__Data entries__:
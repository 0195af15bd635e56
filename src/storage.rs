//! Zarr V2 storage.
//!
//! A store holds the keys of a Zarr hierarchy: node metadata documents (`.zgroup`, `.zarray`, `.zattrs`), the consolidated metadata index (`.zmetadata`), and encoded chunks.
//!
//! This module defines the abstract store interfaces, the [filesystem](store::FilesystemStore) and [in-memory](store::MemoryStore) stores, and the key helpers used to lay out a V2 hierarchy.

mod storage_sync;
pub mod store;
mod store_key;
mod store_prefix;

use std::path::PathBuf;

use itertools::Itertools;
use thiserror::Error;

use crate::{
    metadata::v2::ChunkKeySeparator,
    node::{NodePath, NodePathError},
};

pub use store_key::{StoreKey, StoreKeyError, StoreKeys};
pub use store_prefix::{StorePrefix, StorePrefixError, StorePrefixes};

pub use self::storage_sync::{
    create_array, create_group, retrieve_chunk, store_chunk, ListableStorageTraits,
    ReadableListableStorageTraits, ReadableStorageTraits, ReadableWritableListableStorageTraits,
    ReadableWritableStorageTraits, WritableStorageTraits,
};

/// The type for bytes used in store set and get methods.
///
/// An alias for [`bytes::Bytes`].
pub type Bytes = bytes::Bytes;

/// An alias for bytes which may or may not be available.
///
/// When a value is read from a store, it returns `MaybeBytes` which is [`None`] if the key is not available.
pub type MaybeBytes = Option<Bytes>;

/// [`StoreKeys`] and [`StorePrefixes`].
#[derive(Clone, Eq, PartialEq, Hash, Debug)]
pub struct StoreKeysPrefixes {
    keys: StoreKeys,
    prefixes: StorePrefixes,
}

impl StoreKeysPrefixes {
    /// Create a new [`StoreKeysPrefixes`].
    #[must_use]
    pub fn new(keys: StoreKeys, prefixes: StorePrefixes) -> Self {
        Self { keys, prefixes }
    }

    /// Returns the keys.
    #[must_use]
    pub const fn keys(&self) -> &StoreKeys {
        &self.keys
    }

    /// Returns the prefixes.
    #[must_use]
    pub const fn prefixes(&self) -> &StorePrefixes {
        &self.prefixes
    }
}

/// A storage error.
#[derive(Debug, Error)]
pub enum StorageError {
    /// A write operation was attempted on a read only store.
    #[error("a write operation was attempted on a read only store")]
    ReadOnly,
    /// An IO error.
    #[error(transparent)]
    IOError(#[from] std::io::Error),
    /// An error serialising or parsing the metadata for a key.
    #[error("error parsing metadata for {0}: {1}")]
    InvalidMetadata(StoreKey, String),
    /// An invalid store prefix.
    #[error("invalid store prefix {0}")]
    StorePrefixError(#[from] StorePrefixError),
    /// An invalid store key.
    #[error("invalid store key {0}")]
    InvalidStoreKey(#[from] StoreKeyError),
    /// An invalid node path.
    #[error("invalid node path {0}")]
    NodePathError(#[from] NodePathError),
    /// Any other error.
    #[error("{0}")]
    Other(String),
}

impl From<&str> for StorageError {
    fn from(err: &str) -> Self {
        Self::Other(err.to_string())
    }
}

impl From<String> for StorageError {
    fn from(err: String) -> Self {
        Self::Other(err)
    }
}

/// The V2 array metadata file name.
pub const ARRAY_METADATA_V2_KEY: &str = ".zarray";

/// The V2 group metadata file name.
pub const GROUP_METADATA_V2_KEY: &str = ".zgroup";

/// The V2 user-defined attributes file name.
pub const ATTRIBUTES_V2_KEY: &str = ".zattrs";

/// The V2 consolidated metadata file name.
pub const CONSOLIDATED_METADATA_V2_KEY: &str = ".zmetadata";

/// Return the metadata key given a node path for a specified metadata file name (e.g. `.zarray`, `.zgroup`, `.zattrs`).
#[must_use]
fn meta_key_any(path: &NodePath, metadata_file_name: &str) -> StoreKey {
    let path = path.as_str();
    if path.eq("/") {
        unsafe { StoreKey::new_unchecked(metadata_file_name.to_string()) }
    } else {
        let path = path.strip_prefix('/').unwrap_or(path);
        unsafe { StoreKey::new_unchecked(format!("{path}/{metadata_file_name}")) }
    }
}

/// Return the Zarr V2 array metadata key (`.zarray`) given a node path.
#[must_use]
pub fn meta_key_v2_array(path: &NodePath) -> StoreKey {
    meta_key_any(path, ARRAY_METADATA_V2_KEY)
}

/// Return the Zarr V2 group metadata key (`.zgroup`) given a node path.
#[must_use]
pub fn meta_key_v2_group(path: &NodePath) -> StoreKey {
    meta_key_any(path, GROUP_METADATA_V2_KEY)
}

/// Return the Zarr V2 user-defined attributes key (`.zattrs`) given a node path.
#[must_use]
pub fn meta_key_v2_attributes(path: &NodePath) -> StoreKey {
    meta_key_any(path, ATTRIBUTES_V2_KEY)
}

/// Return the consolidated metadata key (`.zmetadata`) of the hierarchy rooted at `path`.
#[must_use]
pub fn meta_key_v2_consolidated(path: &NodePath) -> StoreKey {
    meta_key_any(path, CONSOLIDATED_METADATA_V2_KEY)
}

/// Return the Zarr V2 chunk key of the chunk at `chunk_grid_indices`, joined by `separator`.
///
/// A zero-dimensional array has a single chunk with key `0`.
#[must_use]
pub fn chunk_key_v2(chunk_grid_indices: &[u64], separator: ChunkKeySeparator) -> String {
    if chunk_grid_indices.is_empty() {
        "0".to_string()
    } else {
        chunk_grid_indices.iter().join(&separator.to_string())
    }
}

/// Return the data key given a node path, chunk grid coordinates and the chunk key separator.
#[must_use]
pub fn data_key(
    path: &NodePath,
    chunk_grid_indices: &[u64],
    separator: ChunkKeySeparator,
) -> StoreKey {
    let path = path.as_str();
    let path = path.strip_prefix('/').unwrap_or(path);
    let mut key_path = PathBuf::from(path);
    key_path.push(chunk_key_v2(chunk_grid_indices, separator));
    unsafe { StoreKey::new_unchecked(key_path.to_string_lossy().replace('\\', "/")) }
}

__Goal of the exercise__: Reproduce, word for word and in full, only the lines above that start at the line with "Self::Other(err.to_string())" and run through the line with "fn meta_key_any(path: &NodePath, metadata_file_name: &str)", both ends included.

__Solution to this task__:
        Self::Other(err.to_string())
    }
}

impl From<String> for StorageError {
    fn from(err: String) -> Self {
        Self::Other(err)
    }
}

/// The V2 array metadata file name.
pub const ARRAY_METADATA_V2_KEY: &str = ".zarray";

/// The V2 group metadata file name.
pub const GROUP_METADATA_V2_KEY: &str = ".zgroup";

/// The V2 user-defined attributes file name.
pub const ATTRIBUTES_V2_KEY: &str = ".zattrs";

/// The V2 consolidated metadata file name.
pub const CONSOLIDATED_METADATA_V2_KEY: &str = ".zmetadata";

/// Return the metadata key given a node path for a specified metadata file name (e.g. `.zarray`, `.zgroup`, `.zattrs`).
#[must_use]
fn meta_key_any(path: &NodePath, metadata_file_name: &str) -> StoreKey {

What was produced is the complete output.